Rapor Merah Tipikor di Kecamatan Kuala Kampar 2 Mantan Kades Tersandung

Bagikan Artikel Ini:

Rapor Merah Tipikor di Kecamatan Kuala Kampar 2 Mantan Kades Tersandung

Tajuk

Suaraburuhnews.com – Pangkalan Kerinci – Indonesia Corruption Watch (ICW) mencatat kasus korupsi di sektor anggaran desa menjadi kasus yang terbanyak ditindak oleh aparat penegak hukum selama tahun 2019 lalu bila dibandingkan sektor-sektor lainnya.

Data ICW menunjukkan, terdapat 46 kasus korupsi di sektor anggaran desa dari 271 kasus korupsi selama 2019. Korupsi anggaran desa tercatat memberi kerugian negara hingga Rp 32,3 miliar.

“Banyaknya korupsi dana desa ini menunjukkan belum adanya sistem yang secara komprehensif dilakukan atau dibuat oleh Pemerintah dalam hal pengawasan dana desa,” kata Peneliti ICW Wana Alamsyah di Kantor ICW, Jakarta, Selasa (18/2/2020).

Wana menuturkan, fenomena korupsi anggaran desa yang terus muncul perlu dijadikan sebagai catatan serius bagi pemerintah.

Menurut Wana, pemerintah harus mendorong mendorong keterbukaan dan akuntabilitas keuangan desa dengan pemanfaatan teknologi informasi.

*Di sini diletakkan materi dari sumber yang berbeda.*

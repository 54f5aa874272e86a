//! Filename generation and manipulation.

use regex::Regex;
use unicode_normalization::UnicodeNormalization;

use crate::error::{Error, Result};

/// Turn an account handle into a lowercase, hyphen-separated slug safe for
/// use as a folder name and inside filenames.
///
/// Accented letters are reduced to their ASCII base; every other run of
/// characters outside `[a-z0-9]` becomes a single hyphen.
pub fn slugify(name: &str) -> String {
    let ascii: String = name
        .nfkd()
        .filter(|c| c.is_ascii())
        .collect::<String>()
        .to_lowercase();

    let separators = Regex::new(r"[^a-z0-9]+").unwrap();
    separators
        .replace_all(&ascii, "-")
        .trim_matches('-')
        .to_string()
}

/// Last path segment of a media URL with any `:quality` qualifier removed.
///
/// `https://pbs.twimg.com/media/ABC123.jpg:orig` → `ABC123.jpg`
pub fn url_basename(url: &str) -> &str {
    let last = url.rsplit('/').next().unwrap_or(url);
    last.split(':').next().unwrap_or(last)
}

/// Validate a filename, rejecting anything that could escape its directory.
pub fn sanitize_filename(name: &str) -> Result<String> {
    // Reject path traversal attempts
    if name.contains("..") {
        return Err(Error::InvalidFilename(format!(
            "Path traversal detected: '{}'",
            name
        )));
    }

    if name.contains('/') || name.contains('\\') {
        return Err(Error::InvalidFilename(format!(
            "Path separators not allowed in filename: '{}'",
            name
        )));
    }

    if name.contains('\0') {
        return Err(Error::InvalidFilename(format!(
            "Null bytes not allowed in filename: '{}'",
            name
        )));
    }

    // Sanitize remaining problematic characters
    let sanitized: String = name
        .chars()
        .map(|c| match c {
            ':' | '*' | '?' | '"' | '<' | '>' | '|' => '_',
            c if c.is_control() => '_',
            c => c,
        })
        .collect();

    if sanitized.trim().is_empty() {
        return Err(Error::InvalidFilename(
            "Filename cannot be empty or whitespace-only".to_string(),
        ));
    }

    Ok(sanitized)
}

#[cfg(test)]
mod tests {
    use super::*;

    #[test]
    fn test_slugify_handles() {
        assert_eq!(slugify("Sad-istfied"), "sad-istfied");
        assert_eq!(slugify("Sad_istfied"), "sad-istfied");
        assert_eq!(slugify("mrkipler1"), "mrkipler1");
        assert_eq!(slugify("__edge__"), "edge");
    }

    #[test]
    fn test_slugify_transliterates() {
        assert_eq!(slugify("Zoë Café"), "zoe-cafe");
    }

    #[test]
    fn test_url_basename_strips_quality() {
        assert_eq!(
            url_basename("https://pbs.twimg.com/media/ABC123.jpg:orig"),
            "ABC123.jpg"
        );
        assert_eq!(
            url_basename("https://pbs.twimg.com/media/E5totsvVUAYexVX.png"),
            "E5totsvVUAYexVX.png"
        );
    }

    #[test]
    fn test_sanitize_filename_valid() {
        assert_eq!(sanitize_filename("normal.jpg").unwrap(), "normal.jpg");
        assert_eq!(sanitize_filename("file:name.jpg").unwrap(), "file_name.jpg");
    }

    #[test]
    fn test_sanitize_filename_rejects_traversal() {
        assert!(sanitize_filename("../etc/passwd").is_err());
        assert!(sanitize_filename("path/to/file.txt").is_err());
        assert!(sanitize_filename("file\0name").is_err());
        assert!(sanitize_filename("   ").is_err());
    }
}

“Pemerintah juga perlu melakukan upaya pendampingan kepada kepala desa dan aparaturnya agar dapat mengelola anggaran desa dan memperkuat kapasitas warga desa untuk mengawasi dana desa,” ujar Wana.(KOMPAS.com/2/2020).

Hari ini di Kabupaten Pelalawan propinsi Riau faktanya tak jauh berbeda apa yang disampaikan oleh ICW. Di satu Kecamatan dua orang mantan Kepala Desa terandung kasus Tindak Pidana Korupsi (Tipikor).

Mantan Kepala Desa (Kades) Sungai Solok, Abdul Haris (45) dan Bendaharanya Nurweli dinyatakan jaksa terbukti secara sah dan meyakinkan melakukan perbuatan melawan hukum dalam hal mengelola dana desa atau APBDes.

Perbuatan Abdul Haris dan Nurweli yang menyebabkan terjadinya kerugian negara sebesar Rp 1,4 miliar lebih itu, diganjar jaksa dengan tuntutan hukuman pidana penjara selama 6 tahun untuk Abdul Haris dan 4,5 tahun penjara, untuk Nurweli.

Berdasarkan amar tuntutan jaksa penuntut umum (JPU) Kejari Pelalawan Andre Pratama SH dan Jodi Valdano SH, pada sidang yang digelar secara online Selasa (31/3/20) sore itu. Kedua terdakwa bersalah melanggar pasal 3 Undang-undang Nomor 31 Tahun 1999 tentang pemberantasan korupsi sebagaiman diubah dan ditanbah dalam Undang-Undang Nomor 20 Tahun 2001 junto pasal 55 KUHP.

Baca Juga :  Rusdinur SH MH : Aneh,Kejaksaan Negeri Bangkinang Belum Ada Menetapkan Tersangka Baru BOK

Hari ini Penyidik Pidana Khusus (Pidsus) Kejari Pelalawan menetapkan mantan Kades Sungai Upih desa tetangga Sungai Solok Kecamatan Kuala Kampar berinisial HU ditetapkan sebagai tersangka dugaan korupsi Anggaran Pendapatan dan Belanja Desa (APBDes) tahun anggaran 2018.

“Setelah gelar perkara kita tetapkan seorang tersangka yakni HU yang merupakan mantan Kades Sungai Upih. Alat bukti yang ada sudah mencukupi untuk penetapan HU jadi tersangka,” terang Kepala Seksi (Kasi) Pidsus Kejari Pelalawan, Andre Antonius SH, kepada Tribun Pekanbaru.com, Minggu (12/7/2020).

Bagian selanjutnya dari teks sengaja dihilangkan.